For a few years, France has been faced to a rapid spread of antimicrobial resistance in hospitals and in general practice despite the many recommendations issued to solve this problem. In 1999, the Institut de Veille Sanitaire conducted a collective expertise followed by a national consultation gathering all national health professionals involved in antimicrobial resistance. This consultation ended with proposals in the perspective of a national plan of actions to control antimicrobial resistance presented to the French Ministry of Health.

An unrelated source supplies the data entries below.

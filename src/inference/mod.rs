// src/inference/mod.rs
//! Client for the locally hosted language model.
//!
//! One interface (`InferenceClient::complete`) over three wire dialects:
//! - `completions`: `POST /v1/completions`, reply `choices[0].text`
//! - `chat`: `POST /v1/chat/completions`, reply `choices[0].message.content`
//! - `ollama`: `POST /api/chat`, reply `message.content`
//!
//! The two OpenAI-style dialects can also stream (SSE, see [`stream`]).

pub mod gate;
pub mod stream;

use std::sync::Arc;
use std::time::Duration;

use async_trait::async_trait;
use futures::StreamExt;
use serde::Serialize;
use serde_json::Value;

use crate::config::{Dialect, InferenceConfig};
use crate::error::{BotError, Result};
use crate::inference::stream::SseAccumulator;

pub const ENV_TEST_MODE: &str = "INFERENCE_TEST_MODE";

#[async_trait]
pub trait InferenceClient: Send + Sync {
    /// Send `prompt` and return the model's text reply (trimmed, never empty).
    async fn complete(&self, prompt: &str) -> Result<String>;
    /// Provider name for diagnostics.
    fn provider_name(&self) -> &'static str;
}

pub type DynInference = Arc<dyn InferenceClient>;

#[async_trait]
impl<T: InferenceClient + ?Sized> InferenceClient for Arc<T> {
    async fn complete(&self, prompt: &str) -> Result<String> {
        (**self).complete(prompt).await
    }
    fn provider_name(&self) -> &'static str {
        (**self).provider_name()
    }
}

/// HTTP client for the local inference service.
pub struct HttpInference {
    http: reqwest::Client,
    cfg: InferenceConfig,
}

#[derive(Serialize)]
struct Msg<'a> {
    role: &'a str,
    content: &'a str,
}

#[derive(Serialize)]
#[serde(untagged)]
enum Req<'a> {
    Completions {
        model: &'a str,
        prompt: &'a str,
        temperature: f32,
        max_tokens: u32,
        stream: bool,
    },
    Chat {
        model: &'a str,
        messages: Vec<Msg<'a>>,
        temperature: f32,
        max_tokens: u32,
        stream: bool,
    },
    Ollama {
        model: &'a str,
        messages: Vec<Msg<'a>>,
        stream: bool,
        options: OllamaOptions,
    },
}

#[derive(Serialize)]
struct OllamaOptions {
    temperature: f32,
    num_predict: u32,
}

impl HttpInference {
    pub fn new(cfg: InferenceConfig) -> Result<Self> {
        let http = reqwest::Client::builder()
            .user_agent(concat!("ai-news-bot/", env!("CARGO_PKG_VERSION")))
            .connect_timeout(Duration::from_secs(4))
            .timeout(Duration::from_secs(cfg.timeout_secs))
            .build()
            .map_err(|e| BotError::Config(format!("http client: {e}")))?;
        Ok(Self { http, cfg })
    }

    fn endpoint(&self) -> String {
        let path = match self.cfg.dialect {
            Dialect::Completions => "/v1/completions",
            Dialect::Chat => "/v1/chat/completions",
            Dialect::Ollama => "/api/chat",
        };
        format!("{}{}", self.cfg.base_url.trim_end_matches('/'), path)
    }

    /// Ollama streams NDJSON, not SSE; we only stream the OpenAI-style dialects.
    fn streaming(&self) -> bool {
        self.cfg.stream && self.cfg.dialect != Dialect::Ollama
    }

    fn request<'a>(&'a self, prompt: &'a str) -> Req<'a> {
        let cfg = &self.cfg;
        let messages = || {
            vec![Msg {
                role: "user",
                content: prompt,
            }]
        };
        match cfg.dialect {
            Dialect::Completions => Req::Completions {
                model: &cfg.model,
                prompt,
                temperature: cfg.temperature,
                max_tokens: cfg.max_tokens,
                stream: self.streaming(),
            },
            Dialect::Chat => Req::Chat {
                model: &cfg.model,
                messages: messages(),
                temperature: cfg.temperature,
                max_tokens: cfg.max_tokens,
                stream: self.streaming(),
            },
            Dialect::Ollama => Req::Ollama {
                model: &cfg.model,
                messages: messages(),
                stream: false,
                options: OllamaOptions {
                    temperature: cfg.temperature,
                    num_predict: cfg.max_tokens,
                },
            },
        }
    }
}

#[async_trait]
impl InferenceClient for HttpInference {
    async fn complete(&self, prompt: &str) -> Result<String> {
        let t0 = std::time::Instant::now();
        let resp = self
            .http
            .post(self.endpoint())
            .json(&self.request(prompt))
            .send()
            .await
            .map_err(|e| BotError::network("inference", e))?;

        let status = resp.status();
        if !status.is_success() {
            return Err(BotError::network(
                "inference",
                format!("HTTP {}", status.as_u16()),
            ));
        }

        let text = if self.streaming() {
            let mut acc = SseAccumulator::new();
            let mut body = resp.bytes_stream();
            while let Some(chunk) = body.next().await {
                let chunk = chunk.map_err(|e| BotError::network("inference stream", e))?;
                acc.push(&chunk)?;
                if acc.is_done() {
                    break;
                }
            }
            acc.finish()?
        } else {
            let v: Value = resp
                .json()
                .await
                .map_err(|e| BotError::malformed(format!("inference body is not json: {e}")))?;
            extract_text(self.cfg.dialect, &v)?.to_string()
        };

        let cleaned = text.trim().to_string();
        if cleaned.is_empty() {
            return Err(BotError::malformed("empty completion"));
        }
        tracing::debug!(
            dialect = ?self.cfg.dialect,
            ms = t0.elapsed().as_millis() as u64,
            chars = cleaned.len(),
            "inference reply"
        );
        Ok(cleaned)
    }

    fn provider_name(&self) -> &'static str {
        match self.cfg.dialect {
            Dialect::Completions => "completions",
            Dialect::Chat => "chat",
            Dialect::Ollama => "ollama",
        }
    }
}

/// Pull the reply text out of a non-streamed response body.
pub fn extract_text(dialect: Dialect, v: &Value) -> Result<&str> {
    match dialect {
        Dialect::Ollama => v
            .get("message")
            .and_then(|m| m.get("content"))
            .and_then(Value::as_str)
            .ok_or_else(|| BotError::malformed("missing message.content")),
        Dialect::Completions | Dialect::Chat => {
            let choices = v
                .get("choices")
                .and_then(Value::as_array)
                .ok_or_else(|| BotError::malformed("missing choices"))?;
            let first = choices
                .first()
                .ok_or_else(|| BotError::malformed("empty choices"))?;
            first
                .get("text")
                .and_then(Value::as_str)
                .or_else(|| first.get("message")?.get("content")?.as_str())
                .ok_or_else(|| BotError::malformed("choices[0] has no text"))
        }
    }
}

/// Deterministic offline client: always returns the same reply.
#[derive(Debug, Clone)]
pub struct MockInference {
    pub fixed: String,
}

impl Default for MockInference {
    fn default() -> Self {
        Self {
            fixed: "TÍTULO: Mock headline\nRESUMEN: Mock summary.\nCOMENTARIO: Mock commentary."
                .to_string(),
        }
    }
}

#[async_trait]
impl InferenceClient for MockInference {
    async fn complete(&self, _prompt: &str) -> Result<String> {
        Ok(self.fixed.clone())
    }
    fn provider_name(&self) -> &'static str {
        "mock"
    }
}

/// Factory: `INFERENCE_TEST_MODE=mock` gives the mock client, otherwise HTTP.
pub fn build_client(cfg: &InferenceConfig) -> Result<DynInference> {
    if std::env::var(ENV_TEST_MODE)
        .map(|v| v == "mock")
        .unwrap_or(false)
    {
        return Ok(Arc::new(MockInference::default()));
    }
    Ok(Arc::new(HttpInference::new(cfg.clone())?))
}

#[cfg(test)]
mod tests {
    use super::*;
    use serde_json::json;

    #[test]
    fn extracts_each_dialect() {
        let c = json!({"choices": [{"text": "hi"}]});
        let ch = json!({"choices": [{"message": {"role": "assistant", "content": "yo"}}]});
        let o = json!({"message": {"role": "assistant", "content": "hey"}, "done": true});
        assert_eq!(extract_text(Dialect::Completions, &c).unwrap(), "hi");
        assert_eq!(extract_text(Dialect::Chat, &ch).unwrap(), "yo");
        assert_eq!(extract_text(Dialect::Completions, &ch).unwrap(), "yo");
        assert_eq!(extract_text(Dialect::Ollama, &o).unwrap(), "hey");
    }

    #[test]
    fn missing_choices_is_malformed() {
        let err = extract_text(Dialect::Completions, &json!({"error": "oops"})).unwrap_err();
        assert!(matches!(err, BotError::MalformedResponse(ref m) if m.contains("choices")));
        let err = extract_text(Dialect::Chat, &json!({"choices": []})).unwrap_err();
        assert!(matches!(err, BotError::MalformedResponse(_)));
    }

    #[serial_test::serial]
    #[test]
    fn test_mode_env_selects_mock() {
        std::env::set_var(ENV_TEST_MODE, "mock");
        let client = build_client(&InferenceConfig::default()).unwrap();
        assert_eq!(client.provider_name(), "mock");
        std::env::remove_var(ENV_TEST_MODE);
        let client = build_client(&InferenceConfig::default()).unwrap();
        assert_eq!(client.provider_name(), "completions");
    }

    #[test]
    fn request_shape_follows_dialect() {
        let mut cfg = InferenceConfig {
            stream: true,
            ..InferenceConfig::default()
        };
        let client = HttpInference::new(cfg.clone()).unwrap();
        let v = serde_json::to_value(client.request("p")).unwrap();
        assert_eq!(v["prompt"], "p");
        assert_eq!(v["stream"], true);
        assert_eq!(v["max_tokens"], 500);

        cfg.dialect = Dialect::Ollama;
        let client = HttpInference::new(cfg).unwrap();
        let v = serde_json::to_value(client.request("p")).unwrap();
        assert_eq!(v["messages"][0]["content"], "p");
        assert_eq!(v["stream"], false);
        assert!(client.endpoint().ends_with("/api/chat"));
    }
}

The spread of antimicrobial resistance in France has been a major concern for a few years, whether in general practice or in hospitals. We are observing a clonal and rapid spread of methicillin resistant Staphylococcus aureus (MRSA) in hospitals (over a 7-year period the incidence of isolation of MRSA susceptible to gentamicin and with heterogeneous susceptibility to methicillin has steadily increased to represent in 1998, depending on hospitals, 46.8% to 94.4 % of the MRSA strains (1). In general practice, the rate of Streptococcus pneumomiae strains with diminished susceptibility to penicillin G raised considerably from 4.9% in 1988 to 48% in 1997 as well as the rate of therapeutic failures of infections caused by these bacteria, notably ENT infections in children (2,3) .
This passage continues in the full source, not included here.